Creating a Hybrid Hawaii-Philippines Workforce
Taylor Goucher is the Director of Client Services at Connext Global Solutions where he uses the leadership skills he gained while serving in the U.S. Army. Founded in 2014, Connext enables the growth of midsized companies through remote staffing and technology solutions. During his 5 years in the Army, Taylor developed and executed multiple high scale military projects while managing a $5M annual training budget and successfully leading a multimillion-dollar modernization effort. A graduate of the US Military Academy at West Point, Taylor earned a degree in Nuclear Engineering with honors and was at the top 5% of his class and on the Dean's List on each of his four years at West Point. As an Army officer, Taylor earned the Expert Infantryman Badge, as well as other military awards and is a graduate of U.S. Army Ranger School.

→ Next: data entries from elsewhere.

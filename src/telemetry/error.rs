use std::fmt;

use crate::config::ConfigError;

/// Why a single probe produced no usable reading.
///
/// Failures never escape the engine; the publisher turns them into a stale or
/// default snapshot according to the metric's [`FailurePolicy`].
///
/// [`FailurePolicy`]: super::types::FailurePolicy
#[derive(Debug, Clone, PartialEq)]
pub enum ProbeFailure {
    /// The query ran but matched nothing (no battery, no interfaces, ...).
    NoData(String),
    /// An OS call returned a non-success status.
    QueryFailed(&'static str, i32),
    /// Output was present but could not be interpreted.
    Parse(String),
    /// An external command could not be spawned or exited non-zero.
    Subprocess { program: String, detail: String },
    /// An external command outlived the configured timeout and was killed.
    Timeout { program: String },
    /// The interface does not exist on this platform.
    Unsupported(&'static str),
    /// Every strategy of a fallback chain failed, in order.
    Exhausted(Vec<String>),
    /// The blocking worker running the probe panicked or was cancelled.
    Worker(String),
}

impl ProbeFailure {
    pub fn no_data(detail: impl Into<String>) -> Self {
        ProbeFailure::NoData(detail.into())
    }

    pub fn parse(detail: impl Into<String>) -> Self {
        ProbeFailure::Parse(detail.into())
    }

    pub fn subprocess(program: &str, detail: impl Into<String>) -> Self {
        ProbeFailure::Subprocess {
            program: program.to_string(),
            detail: detail.into(),
        }
    }
}

impl fmt::Display for ProbeFailure {
    fn fmt(&self, f: &mut fmt::Formatter<'_>) -> fmt::Result {
        match self {
            ProbeFailure::NoData(detail) => write!(f, "no data: {}", detail),
            ProbeFailure::QueryFailed(call, code) => write!(f, "{} returned {}", call, code),
            ProbeFailure::Parse(detail) => write!(f, "unparseable output: {}", detail),
            ProbeFailure::Subprocess { program, detail } => {
                write!(f, "{} failed: {}", program, detail)
            }
            ProbeFailure::Timeout { program } => write!(f, "{} timed out", program),
            ProbeFailure::Unsupported(what) => write!(f, "{} is not supported here", what),
            ProbeFailure::Exhausted(attempts) => {
                write!(f, "all strategies failed ({})", attempts.join("; "))
            }
            ProbeFailure::Worker(detail) => write!(f, "probe worker failed: {}", detail),
        }
    }
}

impl std::error::Error for ProbeFailure {}

/// Failure to construct an engine. Nothing after construction is fatal.
#[derive(Debug)]
pub enum TelemetryError {
    Config(ConfigError),
    Runtime(std::io::Error),
}

impl fmt::Display for TelemetryError {
    fn fmt(&self, f: &mut fmt::Formatter<'_>) -> fmt::Result {
        match self {
            TelemetryError::Config(err) => write!(f, "configuration error: {}", err),
            TelemetryError::Runtime(err) => write!(f, "failed to build telemetry runtime: {}", err),
        }
    }
}

impl std::error::Error for TelemetryError {
    fn source(&self) -> Option<&(dyn std::error::Error + 'static)> {
        match self {
            TelemetryError::Config(err) => Some(err),
            TelemetryError::Runtime(err) => Some(err),
        }
    }
}

impl From<ConfigError> for TelemetryError {
    fn from(err: ConfigError) -> Self {
        TelemetryError::Config(err)
    }
}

Randall Francisco will serve as moderator. Randy is currently the President of the Kauai Filipino Chamber of Commerce. He relocated to Kauai where he was from originally after a career in the University of Hawaii System. He served as the President/CEO of the Kauai Chamber of Commerce for nearly 10 years. Afterwards, he was appointed by former Mayor Bernard Carvalho to serve as the Kauai Film Commissioner. Upon the end of the mayor's term, he retired and continued to serve on several non-profit boards.